In an interview on Uniiq Breakfast Drive with Prof. Fifi Ofori Acquah, President of SICKLE CELL FOUNDATION-GHANA and Director of the West African Genetic Medicine Centre (WAGMC) at the University of Ghana, he described SICKLE CELL DISEASE (SCD) as an inherited alteration in the DNA that results in the blockage of oxygen flow in the body due to what he called a ‘mistake’ in the mutation of blood vessels.

It is said that one in ten Ghanaians may be a patient zero. That is, a carrier of sickle cell disease. Studies have also shown that people may respond to and react to the effects of SCD differently from each other. While some, depending on the type of SCD and/or their genes, may show no signs, others from 3-6 months of birth begin to show signs. It is therefore significant to know one’s status as soon as possible to prevent unforeseen circumstances.

As part of its preventive measures, children whose status is known at an early stage are given penicillin, which helps curb their chances of getting easily infected by other diseases while managing the effects of SCD. Some treatment methods have also been discovered. They include gene therapy, which corrects the mistake in the mutation of blood vessels to the way they ought to be, and bone marrow transplants. This corrects your genotype, but not your reproductive organ system. Implying that, while patient zero might be cured, he/she still has about 25% capability of reproducing offspring with the disease if their partner is or was a Sickle Cell Disease Patient.

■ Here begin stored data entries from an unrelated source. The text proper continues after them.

//! Markdown sectionizer.
//!
//! Splits a markdown document into a tree of [`Section`]s keyed by ATX
//! heading level. The tree is built with an explicit stack of owned nodes:
//! a heading pops every open section at the same or a deeper level (each
//! popped node is moved into its parent's `children`), then pushes itself.
//! Parents own their children by value, so no back references are needed.
//!
//! The sectionizer never fails. Text it cannot place simply becomes body
//! text of whatever section is open, ultimately the synthetic root.

pub mod syntax;

use serde::Serialize;
use tracing::{debug, instrument};

use syntax::{FenceTracker, parse_heading};

// ---------------------------------------------------------------------------
// Public types
// ---------------------------------------------------------------------------

/// One heading and everything under it up to the next heading at the same
/// or a shallower level.
#[derive(Debug, Clone, Default, PartialEq, Eq, Serialize)]
#[serde(rename_all = "camelCase")]
pub struct Section {
    /// Heading text without markup. Empty for the root.
    pub heading: String,
    /// 0 for the synthetic root, otherwise 1–6. Always less than every child's level.
    pub level: u8,
    /// 1-based source line of the heading (0 for the root).
    pub line: usize,
    /// Lines directly under this heading and before its first child, verbatim.
    pub body_lines: Vec<String>,
    /// Nested sections in document order.
    pub children: Vec<Section>,
}

impl Section {
    fn new(heading: String, level: u8, line: usize) -> Self {
        Self {
            heading,
            level,
            line,
            body_lines: Vec::new(),
            children: Vec::new(),
        }
    }

    /// Pre-order `(level, heading)` sequence of every section below this one.
    pub fn flatten(&self) -> Vec<(u8, &str)> {
        self.descendants()
            .map(|s| (s.level, s.heading.as_str()))
            .collect()
    }

    /// Pre-order iterator over every section below this one (self excluded).
    pub fn descendants(&self) -> Descendants<'_> {
        Descendants {
            stack: self.children.iter().rev().collect(),
        }
    }

    /// This section's body followed by the bodies of all descendants, in
    /// document order. Nested heading text is not included.
    pub fn all_body_lines(&self) -> impl Iterator<Item = &str> {
        self.body_lines
            .iter()
            .chain(self.descendants().flat_map(|s| s.body_lines.iter()))
            .map(String::as_str)
    }

    /// True when the body holds nothing but whitespace.
    pub fn body_is_blank(&self) -> bool {
        self.body_lines.iter().all(|l| l.trim().is_empty())
    }
}

/// Iterator returned by [`Section::descendants`].
pub struct Descendants<'a> {
    stack: Vec<&'a Section>,
}

impl<'a> Iterator for Descendants<'a> {
    type Item = &'a Section;

    fn next(&mut self) -> Option<Self::Item> {
        let next = self.stack.pop()?;
        self.stack.extend(next.children.iter().rev());
        Some(next)
    }
}

// ---------------------------------------------------------------------------
// Sectionizer
// ---------------------------------------------------------------------------

/// Split `markdown` into a section tree under a synthetic level-0 root.
///
/// Lines before the first heading belong to the root. Skipped levels are
/// tolerated: `# A` followed by `### B` makes `B` a direct child of `A`.
/// Lines inside fenced code blocks are never treated as headings.
#[instrument(skip_all, fields(len = markdown.len()))]
pub fn sectionize(markdown: &str) -> Section {
    let mut stack: Vec<Section> = vec![Section::default()];
    let mut fences = FenceTracker::default();
    let mut count = 0usize;

    for (idx, line) in markdown.lines().enumerate() {
        let heading = if fences.observe(line) {
            None
        } else {
            parse_heading(line)
        };

        let Some(heading) = heading else {
            if let Some(top) = stack.last_mut() {
                top.body_lines.push(line.to_string());
            }
            continue;
        };

        // Close every open section at the same or a deeper level.
        while stack.len() > 1 && stack.last().is_some_and(|s| s.level >= heading.level) {
            close_top(&mut stack);
        }

        stack.push(Section::new(heading.text, heading.level, idx + 1));
        count += 1;
    }

    while stack.len() > 1 {
        close_top(&mut stack);
    }

    if fences.is_open() {
        debug!("code fence still open at end of document");
    }
    debug!(sections = count, "sectionized document");

    stack.pop().unwrap_or_default()
}

/// Pop the top section and attach it to the new top.
fn close_top(stack: &mut Vec<Section>) {
    if let Some(done) = stack.pop() {
        if let Some(parent) = stack.last_mut() {
            parent.children.push(done);
        }
    }
}

// ---------------------------------------------------------------------------
// Tests
// ---------------------------------------------------------------------------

Whereas some might be AS, that is an SCD trait carrying one copy, others may be SA, meaning the A trait produces less than 50%, thus having the S as a dominant factor making it a more severe type as compared to AS. Sickle Cell Disease is known to affect nearly all organ systems of the patient zero. Therefore, no matter who you are, seeing that it is strictly hereditary, it is important that you get tested today. Knowing your status is a step in the direction of preventing the passing on of those genes to your children, managing, curing, or curbing its effects on you, and your loved ones.